[Goal of the exercise] For the data below, give again exactly the lines from the one containing "pub fn len(&self)" through the one containing "#[derive(Copy, Clone, Debug, PartialEq, Pod, Zeroable)]", both ends included, and no others.

Stored items
--------------------------------

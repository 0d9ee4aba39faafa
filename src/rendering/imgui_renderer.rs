use imgui_wgpu::RendererConfig;
use wgpu::{CommandEncoder, TextureView};

pub struct ImguiRendererState {
    renderer: imgui_wgpu::Renderer,
}

impl ImguiRendererState {
    pub fn new(
        device: &wgpu::Device,
        queue: &wgpu::Queue,
        texture_format: wgpu::TextureFormat,
        context: &mut imgui::Context,
    ) -> Self {
        let renderer_config = RendererConfig {
            texture_format,
            ..Default::default()
        };

        Self {
            renderer: imgui_wgpu::Renderer::new(context, device, queue, renderer_config),
        }
    }

    /// Draws the editor chrome on top of the already rendered viewport.
    pub fn render(
        &mut self,
        view: &TextureView,
        draw_data: &imgui::DrawData,
        device: &wgpu::Device,
        queue: &wgpu::Queue,
        encoder: &mut CommandEncoder,
    ) {
        // Workaround for memory safety related crash in imgui-rs
        // https://github.com/imgui-rs/imgui-rs/issues/325
        if draw_data.draw_lists_count() == 0 {
            return;
        }

        let mut render_pass = encoder.begin_render_pass(&wgpu::RenderPassDescriptor {
            label: Some("Imgui render pass"),
            color_attachments: &[Some(wgpu::RenderPassColorAttachment {
                view,
                resolve_target: None,
                ops: wgpu::Operations {
                    load: wgpu::LoadOp::Load,
                    store: wgpu::StoreOp::Store,
                },
            })],
            depth_stencil_attachment: None,
            timestamp_writes: None,
            occlusion_query_set: None,
        });

        if let Err(e) = self
            .renderer
            .render(draw_data, queue, device, &mut render_pass)
        {
            log::error!("Rendering Imgui failed: {e:?}");
        }
    }
}
use anyhow::Result;

mod camera;
mod chrome;
mod config;
mod history;
mod input;
mod math;
mod menu;
mod picking;
mod rendering;
mod scene;
mod transform;
mod viewport;
mod window;

fn main() -> Result<()> {
    pretty_env_logger::init();

    pollster::block_on(window::run())?;

    Ok(())
}
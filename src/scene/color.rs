use std::fmt;

use glam::Vec3;

/// 8-bit sRGB color, the same precision the color pickers in the outliner work with.
#[derive(Debug, Clone, Copy, PartialEq, Eq, Hash, Default)]
pub struct Color {
    pub r: u8,
    pub g: u8,
    pub b: u8,
}

impl Color {
    pub const BLACK: Color = Color::from_hex(0x000000);
    pub const WHITE: Color = Color::from_hex(0xffffff);

    pub const fn new(r: u8, g: u8, b: u8) -> Self {
        Self { r, g, b }
    }

    pub const fn from_hex(hex: u32) -> Self {
        Self {
            r: ((hex >> 16) & 0xff) as u8,
            g: ((hex >> 8) & 0xff) as u8,
            b: (hex & 0xff) as u8,
        }
    }

    /// Parses `#rrggbb` (the leading `#` is optional).
    pub fn parse_hex(text: &str) -> Option<Self> {
        let digits = text.strip_prefix('#').unwrap_or(text);
        if digits.len() != 6 || !digits.chars().all(|c| c.is_ascii_hexdigit()) {
            return None;
        }

        u32::from_str_radix(digits, 16).ok().map(Self::from_hex)
    }

    pub fn to_srgb_f32(self) -> [f32; 3] {
        [
            self.r as f32 / 255.0,
            self.g as f32 / 255.0,
            self.b as f32 / 255.0,
        ]
    }

    pub fn from_srgb_f32(rgb: [f32; 3]) -> Self {
        let channel = |value: f32| (value.clamp(0.0, 1.0) * 255.0).round() as u8;
        Self::new(channel(rgb[0]), channel(rgb[1]), channel(rgb[2]))
    }

    /// Linear-space RGB for shading. The surface format is sRGB, so colors are
    /// converted once here instead of in the shader.
    pub fn to_linear(self) -> Vec3 {
        fn decode(channel: u8) -> f32 {
            let c = channel as f32 / 255.0;
            if c <= 0.04045 {
                c / 12.92
            } else {
                ((c + 0.055) / 1.055).powf(2.4)
            }
        }

        Vec3::new(decode(self.r), decode(self.g), decode(self.b))
    }
}

impl fmt::Display for Color {
    fn fmt(&self, f: &mut fmt::Formatter<'_>) -> fmt::Result {
        write!(f, "#{:02x}{:02x}{:02x}", self.r, self.g, self.b)
    }
}

#[cfg(test)]
mod tests {
    use super::*;

    #[test]
    fn hex_string_matches_display() {
        let color = Color::from_hex(0x1a2b3c);
        assert_eq!(color.to_string(), "#1a2b3c");
        assert_eq!(Color::parse_hex("#1a2b3c"), Some(color));
        assert_eq!(Color::parse_hex("1a2b3c"), Some(color));
    }

    #[test]
    fn parse_rejects_malformed_input() {
        assert_eq!(Color::parse_hex("#12345"), None);
        assert_eq!(Color::parse_hex("#gg0000"), None);
        assert_eq!(Color::parse_hex(""), None);
    }

    #[test]
    fn linear_conversion_keeps_extremes() {
        assert_eq!(Color::BLACK.to_linear(), Vec3::ZERO);
        assert!((Color::WHITE.to_linear() - Vec3::ONE).abs().max_element() < 1e-6);
    }

    #[test]
    fn float_conversion_clamps() {
        assert_eq!(Color::from_srgb_f32([2.0, -1.0, 0.5]), Color::new(255, 0, 128));
    }
}
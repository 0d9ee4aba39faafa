use glam::Vec3;
use rand::Rng;

use crate::config::{EditorConfig, SpawnConfig};
use crate::scene::color::Color;
use crate::scene::geometry::MeshData;
use crate::scene::object::{HelperKind, ObjectId, PrimitiveKind, SceneObject, Shape};
use crate::scene::resources::GpuResources;

/// Everything needed to bring a removed object back with its original id.
#[derive(Debug, Clone, Copy, PartialEq)]
pub struct ObjectSnapshot {
    pub id: ObjectId,
    pub kind: PrimitiveKind,
    pub position: Vec3,
    pub rotation: Vec3,
    pub scale: Vec3,
    pub color: Color,
}

/// Owns every object in the scene together with its GPU resources.
///
/// The grid and axes helpers live here too, flagged as non-pickable helpers,
/// and are hidden from [`SceneObjectRegistry::objects`].
pub struct SceneObjectRegistry {
    objects: Vec<SceneObject>,
    next_id: u64,
    spawn: SpawnConfig,
}

impl SceneObjectRegistry {
    pub fn new(config: &EditorConfig, resources: &mut dyn GpuResources) -> Self {
        let mut registry = Self {
            objects: Vec::new(),
            next_id: 0,
            spawn: config.spawn,
        };

        registry.insert_helper(
            HelperKind::Grid,
            &MeshData::grid(config.grid_size, config.grid_divisions),
            resources,
        );
        registry.insert_helper(
            HelperKind::Axes,
            &MeshData::axes(config.axes_length),
            resources,
        );

        registry
    }

    fn allocate_id(&mut self) -> ObjectId {
        let id = ObjectId(self.next_id);
        self.next_id += 1;
        id
    }

    fn insert_helper(
        &mut self,
        helper: HelperKind,
        mesh: &MeshData,
        resources: &mut dyn GpuResources,
    ) {
        let id = self.allocate_id();
        let geometry = resources.create_geometry(mesh);
        let material = resources.create_material(mesh.name);

        self.objects.push(SceneObject {
            id,
            shape: Shape::Helper(helper),
            position: Vec3::ZERO,
            rotation: Vec3::ZERO,
            scale: Vec3::ONE,
            color: Color::WHITE,
            geometry,
            material,
            helper: true,
            pickable: false,
            visible: true,
        });
    }

    fn insert_primitive(&mut self, snapshot: ObjectSnapshot, resources: &mut dyn GpuResources) {
        let mesh = MeshData::primitive(snapshot.kind);
        let geometry = resources.create_geometry(&mesh);
        let material = resources.create_material(&snapshot.id.to_string());

        self.objects.push(SceneObject {
            id: snapshot.id,
            shape: Shape::Primitive(snapshot.kind),
            position: snapshot.position,
            rotation: snapshot.rotation,
            scale: snapshot.scale,
            color: snapshot.color,
            geometry,
            material,
            helper: false,
            pickable: true,
            visible: true,
        });
    }

    /// Places a new primitive at a random spot with a random color.
    pub fn add(
        &mut self,
        kind: PrimitiveKind,
        rng: &mut impl Rng,
        resources: &mut dyn GpuResources,
    ) -> ObjectId {
        let extent = self.spawn.horizontal_extent;
        let position = Vec3::new(
            rng.gen_range(-extent..=extent),
            rng.gen_range(0.0..=self.spawn.max_height),
            rng.gen_range(-extent..=extent),
        );
        let color = Color::from_hex(rng.gen_range(0..=0xffffff));

        let id = self.allocate_id();
        self.insert_primitive(
            ObjectSnapshot {
                id,
                kind,
                position,
                rotation: Vec3::ZERO,
                scale: Vec3::ONE,
                color,
            },
            resources,
        );

        log::debug!("Added {} {id} at {position}", kind.name());
        id
    }

    /// Like [`Self::add`], but takes the type by name. Unknown names add nothing.
    pub fn add_named(
        &mut self,
        name: &str,
        rng: &mut impl Rng,
        resources: &mut dyn GpuResources,
    ) -> Option<ObjectId> {
        match name.parse::<PrimitiveKind>() {
            Ok(kind) => Some(self.add(kind, rng, resources)),
            Err(e) => {
                log::debug!("Not adding object: {e}");
                None
            }
        }
    }

    /// Re-inserts a previously removed object under its old id. Does nothing if
    /// the id is already live.
    pub fn restore(&mut self, snapshot: ObjectSnapshot, resources: &mut dyn GpuResources) -> bool {
        if self.contains(snapshot.id) {
            return false;
        }

        self.insert_primitive(snapshot, resources);
        true
    }

    /// Removes a placed object and releases its geometry and material.
    /// Absent ids and helpers are left alone.
    pub fn remove(&mut self, id: ObjectId, resources: &mut dyn GpuResources) -> Option<ObjectSnapshot> {
        let index = self
            .objects
            .iter()
            .position(|object| object.id == id && !object.helper)?;

        let snapshot = Self::snapshot_of(&self.objects[index])?;
        let object = self.objects.remove(index);

        resources.release_geometry(object.geometry);
        resources.release_material(object.material);

        log::debug!("Removed {id}");
        Some(snapshot)
    }

    /// Releases every object, helpers included.
    pub fn clear(&mut self, resources: &mut dyn GpuResources) {
        for object in self.objects.drain(..) {
            resources.release_geometry(object.geometry);
            resources.release_material(object.material);
        }
    }

    pub fn update_color(&mut self, id: ObjectId, color: Color) -> bool {
        match self.get_mut(id) {
            Some(object) => {
                object.color = color;
                true
            }
            None => false,
        }
    }

    /// The only place object positions are written.
    pub fn translate(&mut self, id: ObjectId, delta: Vec3) -> bool {
        match self.get_mut(id) {
            Some(object) => {
                object.position += delta;
                true
            }
            None => false,
        }
    }

    pub fn set_helper_visible(&mut self, helper: HelperKind, visible: bool) {
        for object in &mut self.objects {
            if object.shape == Shape::Helper(helper) {
                object.visible = visible;
            }
        }
    }

    pub fn helper_visible(&self, helper: HelperKind) -> bool {
        self.objects
            .iter()
            .any(|object| object.shape == Shape::Helper(helper) && object.visible)
    }

    pub fn snapshot(&self, id: ObjectId) -> Option<ObjectSnapshot> {
        self.get(id).and_then(Self::snapshot_of)
    }

    fn snapshot_of(object: &SceneObject) -> Option<ObjectSnapshot> {
        Some(ObjectSnapshot {
            id: object.id,
            kind: object.kind()?,
            position: object.position,
            rotation: object.rotation,
            scale: object.scale,
            color: object.color,
        })
    }

    /// Placed objects only, helpers never show up here.
    pub fn get(&self, id: ObjectId) -> Option<&SceneObject> {
        self.objects
            .iter()
            .find(|object| object.id == id && !object.helper)
    }

    fn get_mut(&mut self, id: ObjectId) -> Option<&mut SceneObject> {
        self.objects
            .iter_mut()
            .find(|object| object.id == id && !object.helper)
    }

    pub fn contains(&self, id: ObjectId) -> bool {
        self.get(id).is_some()
    }

    pub fn objects(&self) -> impl Iterator<Item = &SceneObject> {
        self.objects.iter().filter(|object| !object.helper)
    }

    pub fn pickable(&self) -> impl Iterator<Item = &SceneObject> {
        self.objects
            .iter()
            .filter(|object| object.pickable && object.visible && !object.helper)
    }

    /// Every entry including helpers, in insertion order.
    pub fn iter_all(&self) -> impl Iterator<Item = &SceneObject> {
        self.objects.iter()
    }

    pub fn len(&self) -> usize {
        self.objects().count()
    }

    pub fn is_empty(&self) -> bool {
        self.len() == 0
    }
}
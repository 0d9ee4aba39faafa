use bytemuck::{Pod, Zeroable};
use glam::{Mat4, Vec3, Vec4};
use wgpu::util::DeviceExt;

use crate::config::LightingConfig;

#[repr(C)]
#[derive(Copy, Clone, Debug, PartialEq, Pod, Zeroable)]
pub struct SceneUniformState {
    pub view_proj: Mat4,
    /// Clip space of the sun's shadow map.
    pub light_view_proj: Mat4,
    pub ambient: Vec4,
    /// Unit vector pointing towards the light.
    pub sun_direction: Vec4,
    pub sun_color: Vec4,
}

impl SceneUniformState {
    pub fn new(view_proj: Mat4, lighting: &LightingConfig) -> Self {
        Self {
            view_proj,
            light_view_proj: light_view_projection(lighting),
            ambient: (lighting.ambient_color.to_linear() * lighting.ambient_intensity).extend(1.0),
            sun_direction: lighting.sun_position.normalize_or_zero().extend(0.0),
            sun_color: (lighting.sun_color.to_linear() * lighting.sun_intensity).extend(1.0),
        }
    }
}

/// Orthographic projection from the sun towards the origin.
pub fn light_view_projection(lighting: &LightingConfig) -> Mat4 {
    let extent = lighting.shadow_extent;
    let view = Mat4::look_at_rh(lighting.sun_position, Vec3::ZERO, Vec3::Y);
    let projection = Mat4::orthographic_rh(
        -extent,
        extent,
        -extent,
        extent,
        lighting.shadow_near,
        lighting.shadow_far,
    );
    projection * view
}

pub struct SceneUniform {
    buffer: wgpu::Buffer,
    pub bind_group: wgpu::BindGroup,
    pub bind_group_layout: wgpu::BindGroupLayout,
}

impl SceneUniform {
    pub fn new(device: &wgpu::Device, initial_state: SceneUniformState) -> Self {
        let buffer = device.create_buffer_init(&wgpu::util::BufferInitDescriptor {
            label: Some("Scene uniform buffer"),
            contents: bytemuck::cast_slice(&[initial_state]),
            usage: wgpu::BufferUsages::UNIFORM | wgpu::BufferUsages::COPY_DST,
        });

        let bind_group_layout = device.create_bind_group_layout(&wgpu::BindGroupLayoutDescriptor {
            label: Some("Scene uniform bind group layout"),
            entries: &[wgpu::BindGroupLayoutEntry {
                binding: 0,
                visibility: wgpu::ShaderStages::VERTEX_FRAGMENT,
                ty: wgpu::BindingType::Buffer {
                    ty: wgpu::BufferBindingType::Uniform,
                    has_dynamic_offset: false,
                    min_binding_size: None,
                },
                count: None,
            }],
        });

        let bind_group = device.create_bind_group(&wgpu::BindGroupDescriptor {
            label: Some("Scene uniform bind group"),
            layout: &bind_group_layout,
            entries: &[wgpu::BindGroupEntry {
                binding: 0,
                resource: wgpu::BindingResource::Buffer(wgpu::BufferBinding {
                    buffer: &buffer,
                    offset: 0,
                    size: None,
                }),
            }],
        });

        Self {
            buffer,
            bind_group,
            bind_group_layout,
        }
    }

    pub fn update(&self, queue: &wgpu::Queue, state: SceneUniformState) {
        queue.write_buffer(&self.buffer, 0, bytemuck::cast_slice(&[state]));
    }
}

#[cfg(test)]
mod tests {
    use super::*;
    use crate::config::EditorConfig;

    #[test]
    fn lighting_is_premultiplied_by_intensity() {
        let lighting = EditorConfig::default().lighting;
        let state = SceneUniformState::new(Mat4::IDENTITY, &lighting);

        let sun = lighting.sun_color.to_linear() * lighting.sun_intensity;
        assert!((state.sun_color.truncate() - sun).length() < 1e-6);
        assert!((state.sun_direction.truncate().length() - 1.0).abs() < 1e-6);
        assert_eq!(state.sun_direction.w, 0.0);
        assert_eq!(std::mem::size_of::<SceneUniformState>(), 176);
    }

    #[test]
    fn shadow_frustum_covers_the_spawn_area() {
        let lighting = EditorConfig::default().lighting;
        let light = light_view_projection(&lighting);

        for corner in [
            Vec3::new(-2.0, 0.0, -2.0),
            Vec3::new(2.0, 2.0, 2.0),
            Vec3::new(-2.0, 2.0, 2.0),
            Vec3::new(2.0, 0.0, -2.0),
        ] {
            let clip = light.project_point3(corner);
            assert!(clip.x.abs() <= 1.0 && clip.y.abs() <= 1.0, "{corner} -> {clip}");
            assert!((0.0..=1.0).contains(&clip.z), "{corner} -> {clip}");
        }

        // Nearer to the sun means a smaller depth.
        let toward_sun = light.project_point3(lighting.sun_position.normalize());
        let origin = light.project_point3(Vec3::ZERO);
        assert!(toward_sun.z < origin.z);
    }
}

--------------------------------

[Written solution]
    pub fn len(&self) -> usize {
        self.objects().count()
    }

    pub fn is_empty(&self) -> bool {
        self.len() == 0
    }
}
repository 0d9ee4aba39faafa
use bytemuck::{Pod, Zeroable};
use glam::{Mat4, Vec3, Vec4};
use wgpu::util::DeviceExt;

use crate::config::LightingConfig;

#[repr(C)]
#[derive(Copy, Clone, Debug, PartialEq, Pod, Zeroable)]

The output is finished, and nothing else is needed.